The top grossing indie last year was Brokeback Mountain, helmed by preeminent Taiwanese director, Ang Lee, road away with $97.3 million overseas, 53.4% of its totals. Lee was already popular in Asia and Europe for his auteur-like storytelling and willingness to tackle non-Hollywood themes, as evidenced in his films Eat Drink Man Woman, Sense and Sensibility, and The Ice Storm. When Crouching Tiger, Hidden Dragon consumed $85 million of the foreign markets, it takes no MENSA president to cipher that Lee could help Brokeback travel.

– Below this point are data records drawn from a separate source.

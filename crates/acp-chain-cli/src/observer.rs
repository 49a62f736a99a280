use acp_chain::workflow::{DiscoveredAgent, StepOutcome, WorkflowObserver, WorkflowResult};
use bat::PrettyPrinter;
use console::{style, Color};

/// Reply colors, one per step, reused when a workflow has more steps than colors
const STEP_COLORS: [Color; 4] = [Color::Magenta, Color::Yellow, Color::Blue, Color::Cyan];

/// Prints workflow progress as colored status lines on stdout
pub struct ConsoleObserver {
    render_markdown: bool,
}

impl ConsoleObserver {
    pub fn new(render_markdown: bool) -> Self {
        Self { render_markdown }
    }

    /// Print the combined report of a finished run. Single step runs have nothing to combine.
    pub fn report(&self, result: &WorkflowResult) {
        if result.steps.len() < 2 {
            return;
        }
        println!("{}", style("Final Combined Result:").green());
        if !self.render_markdown || !render(&result.report) {
            println!("{}", style(&result.report).green().bright());
        }
        println!();
    }
}

pub fn step_color(step: usize) -> Color {
    STEP_COLORS[step.saturating_sub(1) % STEP_COLORS.len()]
}

impl WorkflowObserver for ConsoleObserver {
    fn discovering(&self, endpoints: &[&str]) {
        println!(
            "{} {}",
            style("Discovering agents on").cyan(),
            style(endpoints.join(", ")).cyan().dim()
        );
    }

    fn discovered(&self, agents: &[DiscoveredAgent]) {
        let names: Vec<_> = agents.iter().map(|a| a.manifest.name.as_str()).collect();
        println!("{} {:?}", style("Found agents:").green(), names);
    }

    fn step_started(&self, step: usize, agent: &str, endpoint: &str, _input: &str) {
        println!(
            "{}",
            style(format!("Step {}: Consulting {} on {}...", step, agent, endpoint)).cyan()
        );
    }

    fn step_completed(&self, step: usize, outcome: &StepOutcome) {
        let heading = format!("{} Response:", outcome.label);
        if self.render_markdown {
            println!("{}", style(heading).fg(step_color(step)).bright());
            if !render(outcome.text()) {
                println!("{}", outcome.text());
            }
        } else {
            println!(
                "{}",
                style(format!("{} {}", heading, outcome.text()))
                    .fg(step_color(step))
                    .bright()
            );
        }
        println!();
    }
}

/// Render markdown through bat. Returns false when bat could not print, so the caller
/// can fall back to plain output.
pub fn render(content: &str) -> bool {
    PrettyPrinter::new()
        .input_from_bytes(content.as_bytes())
        .language("markdown")
        .print()
        .is_ok()
}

Indeed, it was Lee’s attachment that solidified Ledger and Gyllenhaal as the stars.
But what about an indie picture whose sales didn’t rely at all on star power or controversial storyline? For that, let’s consider 2005’s The Constant Gardener, which garnered 59% of its grosses overseas to the tune of $49 million. True, both Ralph Fiennes and Rachel Weisz are known actors (particularly now), but neither has enough box office clout to even have their own page on BoxOfficeMojo.com, the preeminent source of B.O. info. The film, however, was directed by Brazilian Fernando Meirelles, whose previous film, City of God, was nominated for four Oscars and captured $20 million overseas, but more importantly, ruled the all-important markets of France, Italy, Japan, and the U.K. It was no accident that the posters and trailer for Gardener both read: “From the Academy Award nominated director of City of God.”

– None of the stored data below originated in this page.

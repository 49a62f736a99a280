use async_trait::async_trait;

use super::output::RunOutput;
use crate::errors::ClientResult;
use crate::models::agent::AgentManifest;

/// A connection to one endpoint hosting one or more agents
#[async_trait]
pub trait AgentClient: Send + Sync {
    /// Base URL of the endpoint, used to label results and failures
    fn endpoint(&self) -> &str;

    /// Run the named agent to completion with a single text input and decode its reply
    async fn run_sync(&self, agent_name: &str, input: &str) -> ClientResult<RunOutput>;

    /// List the agents registered on the endpoint
    async fn agents(&self) -> ClientResult<Vec<AgentManifest>>;
}
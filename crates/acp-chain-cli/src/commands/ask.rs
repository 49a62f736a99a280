use acp_chain::{AgentClient, Settings};
use anyhow::{Context, Result};
use cliclack::{input, spinner};
use console::style;

use crate::observer::render;

/// Send a single input to one agent and print its reply
pub async fn execute(
    settings: &Settings,
    endpoint: Option<String>,
    agent: &str,
    message: Option<String>,
    render_markdown: bool,
) -> Result<()> {
    let endpoint = endpoint.unwrap_or_else(|| settings.endpoints.hospital.clone());
    let client = settings.client(&endpoint)?;

    let message = match message {
        Some(message) => message,
        None => input("Message:").placeholder("").multiline().interact()?,
    };

    let spin = spinner();
    spin.start(format!("awaiting reply from {}", agent));
    let output = client.run_sync(agent, &message).await;
    spin.stop("");

    let output = output.with_context(|| format!("Failed to run {} on {}", agent, endpoint))?;
    println!(
        "{}",
        style(format!("{} Response ({} envelope):", agent, output.shape())).magenta().bright()
    );
    if !render_markdown || !render(output.text()) {
        println!("{}", output.text());
    }
    Ok(())
}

No question, the right director can make an indie enticing across the pond. Ad Deutchman accurately points out, “For art films, directors are like Gucci … brand names.”
So there it is. Where domestic sales were once paramount, the increasingly global economy has not left Hollywood unchanged. Indeed, in the realm of box office boffo, where the United States was once the cat’s meow, it’s now quickly becoming little more than a dull purr. What’s more, there seems to be no end to this trend in sight … well, not in near sight anyway. True, international territories have cultivated their own mid-level productions (so art-house, indie films might soon go to the mat), but no one can currently create the behemoth, celebrity-riddled, eye-candy blockbuster like the U.S. Hollywood movies “are not the movies that they can make,” said Nadia Bronson, former head of foreign distribution at Universal. Thus, we filmmakers will have to continue to turn our gaze across the pond. We’ll have to shrewdly (and perhaps begrudgingly) work the three magic worldwide elixirs into our films by remembering to see stars and direct success, while forgetting the lights and camera, and focusing unbendingly on the action!